What’s in a name?  Your holiday could be riding on it.

Now that we can all freely travel abroad again, Jane Charlton, legal director at Shakespeare Martineau in Milton Keynes considers steps that should be taken if travelling abroad with children who have a different surname.

A different surname might arise for a host of reasons, such as a divorce and subsequent name change, keeping a maiden name on marriage or re-marriage, or having a child with a double surname.

If a child, who is coming on holiday with an adult, does have a different surname, it’s important to be aware of the pitfalls of not having sufficient paperwork to show that the child is perfectly entitled to be on holiday with that person.

As well as the child’s passport, taking a paper trail to prove who their parents are is vital.  This includes the child’s birth certificate, and if the parent has changed their surname, the change of name deed, or their birth certificate if reverting to a maiden name.

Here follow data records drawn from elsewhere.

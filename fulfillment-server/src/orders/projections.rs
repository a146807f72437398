//! Read-side projections for polling terminals
//!
//! Pure read models layered over the store. Every poll re-derives from a
//! fresh read transaction, so there is no cache to invalidate; the only
//! staleness is the terminal's own polling interval.
//!
//! Queues are sorted oldest-first (the order terminals work them in).

use shared::order::{LocationKind, Order, OrderView, Station};
use shared::returns::{ReturnRequest, ReturnStatus};

use super::storage::OrderStore;
use super::{WorkflowError, WorkflowResult, routing};

/// Filters for the active-orders queue
#[derive(Debug, Clone, Default)]
pub struct ActiveOrdersFilter {
    /// Match `location.identifier` exactly
    pub location: Option<String>,
    /// Match `location.kind`
    pub kind: Option<LocationKind>,
    /// Project down to one station's items; orders with none are dropped
    pub station: Option<Station>,
}

fn matches_filter(order: &Order, filter: &ActiveOrdersFilter) -> bool {
    if let Some(location) = &filter.location
        && order.location.identifier != *location
    {
        return false;
    }
    if let Some(kind) = filter.kind
        && order.location.kind != kind
    {
        return false;
    }
    if let Some(station) = filter.station
        && !order.involves_station(station)
    {
        return false;
    }
    true
}

/// Orders not yet SERVED, filtered and projected for the caller
pub fn active_orders(
    store: &OrderStore,
    filter: &ActiveOrdersFilter,
) -> WorkflowResult<Vec<OrderView>> {
    let mut orders = store.list_active_orders()?;
    orders.retain(|order| matches_filter(order, filter));
    orders.sort_by_key(|order| order.created_at);

    let views = orders
        .iter()
        .map(|order| match filter.station {
            Some(station) => routing::project_for_station(order, station),
            None => routing::full_view(order),
        })
        .collect();
    Ok(views)
}

/// Full view of a single order
pub fn order_view(store: &OrderStore, order_id: &str) -> WorkflowResult<OrderView> {
    let order = store
        .get_order(order_id)?
        .ok_or_else(|| WorkflowError::OrderNotFound(order_id.to_string()))?;
    Ok(routing::full_view(&order))
}

/// A station's pending-returns inbox
///
/// Includes every non-terminal request whose station snapshot contains the
/// station - also those another station already moved to APPROVED_STATION,
/// so half-approved requests never silently drop out of an inbox.
pub fn returns_for_station(
    store: &OrderStore,
    station: Station,
) -> WorkflowResult<Vec<ReturnRequest>> {
    let mut requests = store.list_open_returns()?;
    requests.retain(|request| request.requires_station(station));
    requests.sort_by_key(|request| request.requested_at);
    Ok(requests)
}

/// Returns awaiting the administrative sign-off
pub fn returns_pending_admin(store: &OrderStore) -> WorkflowResult<Vec<ReturnRequest>> {
    let mut requests = store.list_open_returns()?;
    requests.retain(|request| request.status == ReturnStatus::ApprovedStation);
    requests.sort_by_key(|request| request.requested_at);
    Ok(requests)
}

#[cfg(test)]
mod tests {
    use super::*;
    use crate::orders::OrdersManager;
    use shared::order::{Location, OrderLineItem, OrderStatus};

    fn item(station: Station, quantity: i32, price: f64) -> OrderLineItem {
        OrderLineItem {
            id: uuid::Uuid::new_v4().to_string(),
            menu_item_ref: "menu:1".to_string(),
            name: "Test item".to_string(),
            quantity,
            unit_price_snapshot: price,
            preparation_station: station,
        }
    }

    fn location(kind: LocationKind, identifier: &str) -> Location {
        Location {
            kind,
            identifier: identifier.to_string(),
        }
    }

    fn seeded_manager() -> (OrdersManager, Vec<String>) {
        let manager = OrdersManager::new(OrderStore::open_in_memory().unwrap());
        let kitchen_room = manager
            .create_order(
                location(LocationKind::Room, "101"),
                vec![item(Station::Kitchen, 1, 15.0)],
            )
            .unwrap();
        let bar_pool = manager
            .create_order(
                location(LocationKind::Pool, "cabana-1"),
                vec![item(Station::Bar, 2, 9.0)],
            )
            .unwrap();
        let mixed_table = manager
            .create_order(
                location(LocationKind::Table, "T2"),
                vec![item(Station::Kitchen, 1, 22.0), item(Station::Bar, 1, 7.0)],
            )
            .unwrap();
        (manager, vec![kitchen_room.id, bar_pool.id, mixed_table.id])
    }

    #[test]
    fn test_station_filter_projects_queues() {
        let (manager, _) = seeded_manager();

        let bar_queue = active_orders(
            manager.store(),
            &ActiveOrdersFilter {
                station: Some(Station::Bar),
                ..Default::default()
            },
        )
        .unwrap();

        assert_eq!(bar_queue.len(), 2);
        for view in &bar_queue {
            assert_eq!(view.station, Some(Station::Bar));
            assert!(
                view.line_items
                    .iter()
                    .all(|i| i.preparation_station == Station::Bar)
            );
        }
    }

    #[test]
    fn test_location_filters() {
        let (manager, _) = seeded_manager();

        let room_queue = active_orders(
            manager.store(),
            &ActiveOrdersFilter {
                location: Some("101".to_string()),
                ..Default::default()
            },
        )
        .unwrap();
        assert_eq!(room_queue.len(), 1);
        assert_eq!(room_queue[0].location.identifier, "101");

        let pool_queue = active_orders(
            manager.store(),
            &ActiveOrdersFilter {
                kind: Some(LocationKind::Pool),
                ..Default::default()
            },
        )
        .unwrap();
        assert_eq!(pool_queue.len(), 1);
    }

    #[test]
    fn test_served_orders_leave_every_queue() {
        let (manager, ids) = seeded_manager();

        for target in [
            OrderStatus::Preparing,
            OrderStatus::Ready,
            OrderStatus::Served,
        ] {
            manager.advance(&ids[0], target, "kitchen-1").unwrap();
        }

        let all = active_orders(manager.store(), &ActiveOrdersFilter::default()).unwrap();
        assert_eq!(all.len(), 2);
        assert!(all.iter().all(|view| view.id != ids[0]));

        // The record is still readable directly
        assert!(order_view(manager.store(), &ids[0]).is_ok());
    }

    #[test]
    fn test_station_inbox_keeps_half_approved_requests() {
        let (manager, ids) = seeded_manager();

        let request = manager
            .request_return(&ids[2], "guest changed mind", "waiter-1")
            .unwrap();

        // Both required stations see the fresh request
        assert_eq!(
            returns_for_station(manager.store(), Station::Kitchen)
                .unwrap()
                .len(),
            1
        );
        assert_eq!(
            returns_for_station(manager.store(), Station::Bar)
                .unwrap()
                .len(),
            1
        );

        manager
            .approve_station(&request.id, Station::Bar, "bar-1")
            .unwrap();

        // Still visible to the kitchen after the bar's approval
        let kitchen_inbox = returns_for_station(manager.store(), Station::Kitchen).unwrap();
        assert_eq!(kitchen_inbox.len(), 1);
        assert_eq!(kitchen_inbox[0].status, ReturnStatus::ApprovedStation);

        // And now in the admin queue
        assert_eq!(returns_pending_admin(manager.store()).unwrap().len(), 1);

        manager.approve_admin(&request.id, "manager-1").unwrap();

        // Terminal requests leave every queue
        assert!(
            returns_for_station(manager.store(), Station::Kitchen)
                .unwrap()
                .is_empty()
        );
        assert!(returns_pending_admin(manager.store()).unwrap().is_empty());
    }

    #[test]
    fn test_admin_queue_excludes_fresh_requests() {
        let (manager, ids) = seeded_manager();
        manager
            .request_return(&ids[1], "wrong drink", "waiter-1")
            .unwrap();

        assert!(returns_pending_admin(manager.store()).unwrap().is_empty());
        assert_eq!(
            returns_for_station(manager.store(), Station::Bar)
                .unwrap()
                .len(),
            1
        );
    }
}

A copy of the final order (old decree absolute) may also be necessary.

Obtaining the written consent of the other parent or anyone who has parental responsibility for the child is another wise move and necessary in some circumstances. A properly drawn up consent form, or if that’s not possible, a letter from the other parent, confirming their full contact details, that they are the parent of the child and that they have given consent for the holiday, along with their signature, should suffice.

Having an awareness of the questions that might be asked at the immigration desk is important, as it allows a level of preparation between parent and child. They might be asked the identity of the other parent, for example.

Unless there is a Lives With Child Arrangements Court order in place and the trip is less than 28 days , consent is required from the other parent. So it’s important to have proof of the Court Order or proof of consent

If the other parent won’t agree to the holiday, it’s not too late, speaking to a family lawyer about obtaining an order from the court is an option.